Il 23 luglio si vota in Spagna. L'ex ministra e vice presidente del governo Sanchez, l'avvocata Yolanda Díaz, ha lanciato il movimento Sumar per ricomporre la sinistra oggi frammentata. Intanto un sondaggio pubblicato da El Pais paventa una volata dei popolari, che con l'ultra destra di Vox potrebbero sfiorare la maggioranza assoluta

Si vota oggi, 23 luglio in Spagna. Previste inizialmente per dicembre sono state anticipate ad oggi. L’accelerazione elettorale coglie la Spagna di sorpresa e mette gli elettori, soprattutto i progressisti, nella condizione di dover decidere nel bel mezzo dell’estate, se consolidare il risultato delle elezioni amministrative, che consegna tutto il potere alle destre del Partito popolare e di Vox, permettendo alla coalizione di destra di arrivare anche alla Moncloa, o mobilitarsi per impedirlo.

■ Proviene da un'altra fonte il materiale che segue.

// Copyright 2023-5 Seth Pendergrass. See LICENSE.

//! Interactive map page using Leaflet and OpenStreetMap tiles, both loaded
//! from the network when the page is opened.

use serde_json::{Value, json};

use super::RouteRenderer;
use crate::itinerary::Itinerary;

/// Popup date format, e.g. `15/03/2024 10:30`.
const POPUP_DATETIME_FMT: &str = "%d/%m/%Y %H:%M";

const ROUTE_COLOR: &str = "#173DED";

const TEMPLATE: &str = r#"<!DOCTYPE html>
<html>
<head>
<meta charset="utf-8">
<meta name="viewport" content="width=device-width, initial-scale=1">
<title>Itinerary</title>
<link rel="stylesheet" href="https://unpkg.com/leaflet@1.9.4/dist/leaflet.css">
<script src="https://unpkg.com/leaflet@1.9.4/dist/leaflet.js"></script>
<style>html, body, #map { height: 100%; margin: 0; }</style>
</head>
<body>
<div id="map"></div>
<script>
const points = __POINTS__;
const route = points.map((p) => [p.latitude, p.longitude]);
const map = L.map("map");
L.tileLayer("https://tile.openstreetmap.org/{z}/{x}/{y}.png", {
  maxZoom: 19,
  attribution: "&copy; OpenStreetMap contributors",
}).addTo(map);
L.polyline(route, __ROUTE_STYLE__).addTo(map);
for (const p of points) {
  const popup = document.createElement("div");
  popup.style.fontFamily = "Arial, sans-serif";
  const title = document.createElement("b");
  title.textContent = "Point " + p.number;
  popup.appendChild(title);
  for (const line of [p.filename, p.time, p.position]) {
    if (!line) continue;
    popup.appendChild(document.createElement("br"));
    const small = document.createElement("small");
    small.textContent = line;
    popup.appendChild(small);
  }
  L.circleMarker([p.latitude, p.longitude], {
    radius: 9,
    color: p.color,
    fillColor: p.color,
    fillOpacity: 0.9,
  })
    .bindTooltip(p.tooltip)
    .bindPopup(popup, { maxWidth: 300 })
    .addTo(map);
}
map.fitBounds(route);
</script>
</body>
</html>
"#;

/// Start is green, end red, everything between blue.
pub struct HtmlRenderer;

impl RouteRenderer for HtmlRenderer {
  fn file_name(&self) -> &'static str {
    "route_map.html"
  }

  fn render(&self, itinerary: &Itinerary) -> String {
    let last = itinerary.len().saturating_sub(1);

    let points = itinerary
      .points()
      .iter()
      .enumerate()
      .map(|(i, p)| {
        let number = i + 1;
        let (color, tooltip) = match i {
          0 => ("green", format!("Start: {}", p.filename)),
          i if i == last => ("red", format!("End: {}", p.filename)),
          _ => ("blue", format!("Point {number}: {}", p.filename)),
        };

        json!({
          "number": number,
          "filename": p.filename,
          "latitude": p.latitude,
          "longitude": p.longitude,
          "time": p.timestamp.map(|t| t.format(POPUP_DATETIME_FMT).to_string()),
          "position": p.coordinate().to_string(),
          "color": color,
          "tooltip": tooltip,
        })
      })
      .collect::<Value>();

    let route_style = json!({ "color": ROUTE_COLOR, "weight": 4, "opacity": 0.8 });

    TEMPLATE
      .replace("__POINTS__", &script_safe(&points))
      .replace("__ROUTE_STYLE__", &script_safe(&route_style))
  }
}

/// Serializes `value` for embedding inside a `<script>` element, where a
/// literal `</` (e.g. from a file name) would end the script early.
fn script_safe(value: &Value) -> String {
  value.to_string().replace("</", "<\\/")
}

Pedro Sánchez ha avviato questo percorso quando si è dimesso dopo i deludenti risultati ottenuti del suo partito, il Partito socialista, alle elezioni amministrative che si sono tenute lo scorso maggio in alcune importanti regioni e grandi città spagnole, come Madrid, Barcellona, Valencia e Siviglia. Mentre il Partito popolare, di centrodestra, ha ottenuto una netta vittoria, superiore anche alle aspettative, i socialisti sono riusciti a mantenere il governo solo in tre delle dodici regioni in cui si è votato.

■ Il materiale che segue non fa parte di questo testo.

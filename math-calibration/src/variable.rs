//! Fixed and optimizable inputs of the objective function.
//!
//! The objective always sees the full input vector. The search only sees the
//! compact vector of free (optimized) inputs; [`partition`] builds the map
//! between the two and [`FreeVariableMap::expand`] rebuilds a full vector.

use ndarray::{Array1, ArrayView1};
use serde::{Deserialize, Serialize};

use crate::error::{CalibrationError, Result};

/// Bounds and seed value of one optimizable input.
///
/// `lower_bound <= initial_value <= upper_bound` is expected but only the
/// bounds themselves are checked.
#[derive(Debug, Clone, Copy, PartialEq, Serialize, Deserialize)]
pub struct Range {
    /// Smallest admissible value.
    pub lower_bound: f64,
    /// Largest admissible value.
    pub upper_bound: f64,
    /// Value reported when the search is disabled (zero budget).
    pub initial_value: f64,
}

impl Range {
    /// Creates a new range.
    pub fn new(lower_bound: f64, upper_bound: f64, initial_value: f64) -> Self {
        Self {
            lower_bound,
            upper_bound,
            initial_value,
        }
    }

    /// Returns `true` if `x` lies within `[lower_bound, upper_bound]`.
    #[inline]
    pub fn contains(&self, x: f64) -> bool {
        self.lower_bound <= x && x <= self.upper_bound
    }
}

/// One input of the objective function.
#[derive(Debug, Clone, Copy, PartialEq, Serialize, Deserialize)]
#[serde(rename_all = "lowercase")]
pub enum OptimizationVariable {
    /// Held at a constant value, never searched.
    Fixed(f64),
    /// Searched within a range.
    Optimized(Range),
}

/// Where a full-vector position takes its value from.
#[derive(Debug, Clone, Copy, PartialEq)]
enum Slot {
    Fixed(f64),
    Free(usize),
}

/// Map from every input position to a fixed value or a free-vector index.
#[derive(Debug, Clone, PartialEq)]
pub struct FreeVariableMap {
    slots: Vec<Slot>,
    num_free: usize,
}

/// Splits `variables` into the ranges of the free inputs (in original order)
/// and the map used to rebuild full vectors.
///
/// # Errors
///
/// Returns `CalibrationError::InvalidBounds` if a range has
/// `lower_bound > upper_bound` or a non-finite bound.
pub fn partition(variables: &[OptimizationVariable]) -> Result<(Vec<Range>, FreeVariableMap)> {
    let mut ranges = Vec::new();
    let mut slots = Vec::with_capacity(variables.len());
    for (index, variable) in variables.iter().enumerate() {
        match *variable {
            OptimizationVariable::Fixed(value) => slots.push(Slot::Fixed(value)),
            OptimizationVariable::Optimized(range) => {
                let ok = range.lower_bound.is_finite()
                    && range.upper_bound.is_finite()
                    && range.lower_bound <= range.upper_bound;
                if !ok {
                    return Err(CalibrationError::InvalidBounds {
                        index,
                        lower: range.lower_bound,
                        upper: range.upper_bound,
                    });
                }
                slots.push(Slot::Free(ranges.len()));
                ranges.push(range);
            }
        }
    }
    let num_free = ranges.len();
    Ok((ranges, FreeVariableMap { slots, num_free }))
}

impl FreeVariableMap {
    /// Number of inputs of the objective function.
    pub fn num_vars(&self) -> usize {
        self.slots.len()
    }

    /// Number of optimized inputs.
    pub fn num_free_vars(&self) -> usize {
        self.num_free
    }

    /// Returns the free-vector index of input `position`, or `None` if fixed.
    pub fn free_index(&self, position: usize) -> Option<usize> {
        match self.slots.get(position)? {
            Slot::Free(k) => Some(*k),
            Slot::Fixed(_) => None,
        }
    }

    /// Rebuilds the full input vector from a free-variable vector.
    ///
    /// # Errors
    ///
    /// Returns `CalibrationError::DimensionMismatch` if `free` does not have
    /// exactly `num_free_vars()` entries.
    pub fn expand(&self, free: ArrayView1<'_, f64>) -> Result<Array1<f64>> {
        if free.len() != self.num_free {
            return Err(CalibrationError::DimensionMismatch {
                expected: self.num_free,
                got: free.len(),
            });
        }
        Ok(self.expand_unchecked(free))
    }

    /// Length-checked by the caller: used on the hot path where every free
    /// vector comes out of the population.
    pub(crate) fn expand_unchecked(&self, free: ArrayView1<'_, f64>) -> Array1<f64> {
        self.slots
            .iter()
            .map(|slot| match *slot {
                Slot::Fixed(value) => value,
                Slot::Free(k) => free[k],
            })
            .collect()
    }
}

Le dimissioni di Sánchez sono state una mossa inattesa per evitare il logoramento del governo nei prossimi mesi e per sollecitare una grande mobilitazione della sinistra spagnola che blocchi la stessa onda conservatrice già vista in altri Paesi europei. Si tratta di chiarire, nell’arco di poco tempo, se è scomparsa quella maggioranza sociale che ha sostenuto negli ultimi anni il governo progressista.

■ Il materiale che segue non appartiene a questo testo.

//! Splittable, keyed random streams.
//!
//! A [`RngStream`] is a ChaCha8 generator addressed by a 64-bit key and a
//! stream id, plus its word position. [`RngStream::split`] derives `n` child
//! streams from the parent's key and position: the children share one derived
//! key and differ by stream id. Each child is owned by exactly one computation
//! and can be consumed on any thread. [`RngStream::join`] folds the used
//! children back into a single continuation stream for the next generation.
//!
//! The same root seed and the same sequence of splits, draws and joins always
//! reproduce the same numbers, whatever the thread schedule.

use rand::{RngCore, SeedableRng};
use rand_chacha::ChaCha8Rng;

const GOLDEN_GAMMA: u64 = 0x9e37_79b9_7f4a_7c15;
const SEED_SALT: u64 = 0x6a09_e667_f3bc_c908;
const SPLIT_SALT: u64 = 0xbb67_ae85_84ca_a73b;
const JOIN_SALT: u64 = 0x3c6e_f372_fe94_f82b;

/// SplitMix64 finalizer, used only to derive keys.
#[inline]
fn mix64(mut z: u64) -> u64 {
    z = (z ^ (z >> 30)).wrapping_mul(0xbf58_476d_1ce4_e5b9);
    z = (z ^ (z >> 27)).wrapping_mul(0x94d0_49bb_1331_11eb);
    z ^ (z >> 31)
}

/// Folds a 128-bit word position into 64 bits.
#[inline]
fn fold_pos(pos: u128) -> u64 {
    (pos as u64) ^ ((pos >> 64) as u64)
}

/// Expands `key` into a 256-bit ChaCha seed and selects `stream`.
fn keyed_generator(key: u64, stream: u64) -> ChaCha8Rng {
    let mut seed = [0u8; 32];
    for (k, chunk) in seed.chunks_exact_mut(8).enumerate() {
        let word = mix64(key.wrapping_add((k as u64 + 1).wrapping_mul(GOLDEN_GAMMA)));
        chunk.copy_from_slice(&word.to_le_bytes());
    }
    let mut rng = ChaCha8Rng::from_seed(seed);
    rng.set_stream(stream);
    rng
}

/// A deterministic pseudorandom stream keyed by `(key, stream id)`.
#[derive(Debug, Clone, PartialEq, Eq)]
pub struct RngStream {
    key: u64,
    rng: ChaCha8Rng,
}

impl RngStream {
    /// Creates the root stream for `seed`.
    pub fn new(seed: u64) -> Self {
        let key = mix64(seed ^ SEED_SALT);
        Self {
            key,
            rng: keyed_generator(key, 0),
        }
    }

    /// Number of 32-bit words drawn from this stream so far.
    pub fn draws(&self) -> u128 {
        self.rng.get_word_pos()
    }

    /// Derives `n` independent child streams.
    ///
    /// The children depend on the parent's key, stream id and on how far the
    /// parent has been consumed, so splitting the same stream at two
    /// different positions yields unrelated children.
    pub fn split(self, n: usize) -> Vec<RngStream> {
        let position = fold_pos(self.rng.get_word_pos()).wrapping_add(SPLIT_SALT);
        let base = mix64(self.key ^ mix64(position) ^ mix64(self.rng.get_stream() ^ GOLDEN_GAMMA));
        (0..n as u64)
            .map(|i| RngStream {
                key: base,
                rng: keyed_generator(base, i),
            })
            .collect()
    }

    /// Merges used child streams into one continuation stream.
    ///
    /// The fold runs over the children in index order and absorbs the key,
    /// stream id and word position of each child.
    pub fn join(streams: &[RngStream]) -> RngStream {
        let key = streams.iter().fold(JOIN_SALT, |acc, s| {
            let id = mix64(s.key ^ s.rng.get_stream().wrapping_mul(GOLDEN_GAMMA));
            mix64(acc ^ id).wrapping_add(mix64(fold_pos(s.rng.get_word_pos()) ^ GOLDEN_GAMMA))
        });
        let key = mix64(key);
        RngStream {
            key,
            rng: keyed_generator(key, 0),
        }
    }
}

impl RngCore for RngStream {
    fn next_u32(&mut self) -> u32 {
        self.rng.next_u32()
    }

    fn next_u64(&mut self) -> u64 {
        self.rng.next_u64()
    }

    fn fill_bytes(&mut self, dst: &mut [u8]) {
        self.rng.fill_bytes(dst)
    }
}

impl SeedableRng for RngStream {
    type Seed = [u8; 8];

    fn from_seed(seed: Self::Seed) -> Self {
        Self::new(u64::from_le_bytes(seed))
    }

    fn seed_from_u64(state: u64) -> Self {
        Self::new(state)
    }
}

Dopo l’annuncio di elezioni anticipate, Yolanda Díaz, vicepresidente dell’esecutivo, raccoglie la sfida e si candida alle elezioni generali con il movimento Sumar (aggiungere/unire in spagnolo): un “partito strumentale” con un programma con al centro il femminismo, il mondo del lavoro e la giustizia sociale e climatica.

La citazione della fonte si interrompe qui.